*TASK TO COMPLETE*. Collect from the data below each line with "move".

[Extracted data entries]
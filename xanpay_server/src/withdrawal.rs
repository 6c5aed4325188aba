//! The withdrawal flows.
//!
//! A fiat withdrawal composes three provider calls into one logical operation: a rate quote, an
//! off-ramp payout order, and the on-chain payment of that order from the merchant's custodial
//! address. The ledger entry is only written once the on-chain leg has been accepted; an attempt
//! that dies earlier leaves no ledger trace, except for the off-ramp order audit row, which is
//! persisted before any funds move.

use custodial_tools::{CustodialWallet, WalletApiError};
use log::*;
use offramp_tools::{NewOfframpOrder, OffRamp, OffRampApiError, OrderRecipient};
use thiserror::Error;
use xanpay_engine::{
    db_types::{BankDetails, Merchant, NewLedgerEntry},
    traits::PaymentsDatabase,
};
use xpg_common::{new_transaction_code, MicroUsdc, USDC_CURRENCY_CODE};

use crate::{
    data_objects::{WithdrawCryptoResponse, WithdrawFiatResponse},
    errors::ServerError,
};

#[derive(Debug, Error)]
pub enum WithdrawalError {
    #[error("The requested merchant does not exist")]
    MerchantNotFound,
    #[error("Bank details must be registered before withdrawing fiat")]
    BankDetailsMissing,
    #[error("The merchant has no provider-side wallet address")]
    AddressMissing,
    #[error("Withdrawal amount must be positive")]
    InvalidAmount,
    #[error("Could not fetch a conversion rate: {0}")]
    RateUnavailable(OffRampApiError),
    #[error("Could not create the off-ramp order: {0}")]
    OrderFailed(OffRampApiError),
    #[error("The off-ramp order is missing a receive address")]
    ProviderResponseInvalid,
    #[error("The on-chain withdrawal was rejected: {0}")]
    WalletFailed(WalletApiError),
    #[error("Internal database error: {0}")]
    DatabaseError(String),
}

impl From<WithdrawalError> for ServerError {
    fn from(e: WithdrawalError) -> Self {
        match e {
            WithdrawalError::MerchantNotFound => ServerError::NoRecordFound(e.to_string()),
            WithdrawalError::BankDetailsMissing | WithdrawalError::AddressMissing => {
                ServerError::PreconditionFailed(e.to_string())
            },
            WithdrawalError::InvalidAmount => ServerError::ValidationError(e.to_string()),
            // Upstream detail is logged at the failure site; clients get a generic 503.
            WithdrawalError::RateUnavailable(_) |
            WithdrawalError::OrderFailed(_) |
            WithdrawalError::ProviderResponseInvalid |
            WithdrawalError::WalletFailed(_) => ServerError::ProviderError,
            WithdrawalError::DatabaseError(e) => ServerError::BackendError(e),
        }
    }
}

#[derive(Clone)]
pub struct WithdrawalApi<B, O, W> {
    db: B,
    offramp: O,
    wallet: W,
    fiat_currency: String,
    network: String,
}

impl<B, O, W> WithdrawalApi<B, O, W>
where
    B: PaymentsDatabase,
    O: OffRamp,
    W: CustodialWallet,
{
    pub fn new(db: B, offramp: O, wallet: W, fiat_currency: String, network: String) -> Self {
        Self { db, offramp, wallet, fiat_currency, network }
    }

    /// Converts `amount` USDC of the merchant's custodial balance into a fiat payout to their
    /// registered bank account.
    pub async fn withdraw_fiat(&self, subject_id: &str, amount: MicroUsdc) -> Result<WithdrawFiatResponse, WithdrawalError> {
        let (merchant, bank) = self.fiat_preconditions(subject_id, amount).await?;
        // The reference is generated up front and threaded through the off-ramp order, the
        // on-chain withdrawal and the ledger entry, so a caller can correlate all three.
        let reference = new_transaction_code();
        info!("🏦️ Fiat withdrawal [{reference}] of {amount} requested by merchant #{}.", merchant.id);

        let rate = self.offramp.fetch_rate(USDC_CURRENCY_CODE, amount, &self.fiat_currency).await.map_err(|e| {
            warn!("🏦️ [{reference}] Rate fetch failed. {e}");
            WithdrawalError::RateUnavailable(e)
        })?;
        let order = NewOfframpOrder {
            amount: amount.to_decimal_string(),
            token: USDC_CURRENCY_CODE.to_string(),
            network: self.network.clone(),
            rate: rate.rate,
            recipient: OrderRecipient {
                institution: bank.institution,
                account_identifier: bank.account_number,
                account_name: bank.account_name,
                memo: format!("Payout to {}", merchant.business_name),
            },
            reference: reference.clone(),
            return_address: merchant.deposit_address.clone(),
        };
        let order = self.offramp.create_order(order).await.map_err(|e| {
            warn!("🏦️ [{reference}] Off-ramp order creation failed. {e}");
            WithdrawalError::OrderFailed(e)
        })?;
        let receive_address = order.receive_address.clone().ok_or_else(|| {
            warn!("🏦️ [{reference}] Off-ramp order {} carries no receive address.", order.id);
            WithdrawalError::ProviderResponseInvalid
        })?;
        // Persist the order before any funds move. If the on-chain leg fails, this row is the
        // audit trail for reconciling with the provider.
        let body = serde_json::to_string(&order).unwrap_or_default();
        self.db
            .record_offramp_order(merchant.id, &reference, &order.id, &body)
            .await
            .map_err(|e| WithdrawalError::DatabaseError(e.to_string()))?;

        self.wallet.withdraw(&merchant.provider_address_id, &receive_address, amount, &reference).await.map_err(
            |e| {
                warn!("🏦️ [{reference}] On-chain leg failed after order {} was created. {e}", order.id);
                WithdrawalError::WalletFailed(e)
            },
        )?;

        let entry = NewLedgerEntry::fiat_initiated(
            merchant.id,
            reference.clone(),
            amount,
            self.fiat_currency.clone(),
            order.id.clone(),
        );
        self.db.insert_ledger_entry(entry).await.map_err(|e| WithdrawalError::DatabaseError(e.to_string()))?;
        info!("🏦️ Fiat withdrawal [{reference}] initiated: order {}, rate {}.", order.id, rate.rate);
        Ok(WithdrawFiatResponse {
            transaction_id: reference,
            order_id: order.id,
            amount: amount.to_units_f64(),
            currency: self.fiat_currency.clone(),
            rate: rate.rate,
        })
    }

    /// Direct on-chain withdrawal to an arbitrary address.
    pub async fn withdraw_crypto(
        &self,
        subject_id: &str,
        to: &str,
        amount: MicroUsdc,
    ) -> Result<WithdrawCryptoResponse, WithdrawalError> {
        let merchant = self.fetch_merchant(subject_id).await?;
        if merchant.provider_address_id.trim().is_empty() {
            return Err(WithdrawalError::AddressMissing);
        }
        if !amount.is_positive() {
            return Err(WithdrawalError::InvalidAmount);
        }
        let reference = new_transaction_code();
        info!("🏦️ Crypto withdrawal [{reference}] of {amount} to {to} requested by merchant #{}.", merchant.id);
        let tx = self.wallet.withdraw(&merchant.provider_address_id, to, amount, &reference).await.map_err(|e| {
            warn!("🏦️ [{reference}] On-chain withdrawal failed. {e}");
            WithdrawalError::WalletFailed(e)
        })?;
        let entry =
            NewLedgerEntry::send(merchant.id, reference.clone(), amount, USDC_CURRENCY_CODE.to_string(), tx.hash.clone());
        self.db.insert_ledger_entry(entry).await.map_err(|e| WithdrawalError::DatabaseError(e.to_string()))?;
        info!("🏦️ Crypto withdrawal [{reference}] submitted (provider tx {}).", tx.id);
        Ok(WithdrawCryptoResponse { transaction_id: reference, hash: tx.hash })
    }

    // Ordered checks: account, bank details, provider address, then the amount itself.
    async fn fiat_preconditions(
        &self,
        subject_id: &str,
        amount: MicroUsdc,
    ) -> Result<(Merchant, BankDetails), WithdrawalError> {
        let merchant = self.fetch_merchant(subject_id).await?;
        let bank = merchant.bank_details().ok_or(WithdrawalError::BankDetailsMissing)?;
        if merchant.provider_address_id.trim().is_empty() {
            return Err(WithdrawalError::AddressMissing);
        }
        if !amount.is_positive() {
            return Err(WithdrawalError::InvalidAmount);
        }
        Ok((merchant, bank))
    }

    async fn fetch_merchant(&self, subject_id: &str) -> Result<Merchant, WithdrawalError> {
        self.db
            .fetch_merchant_by_subject(subject_id)
            .await
            .map_err(|e| WithdrawalError::DatabaseError(e.to_string()))?
            .ok_or(WithdrawalError::MerchantNotFound)
    }
}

*FINISHED TASK*.
//! persisted before any funds move.
        // Persist the order before any funds move. If the on-chain leg fails, this row is the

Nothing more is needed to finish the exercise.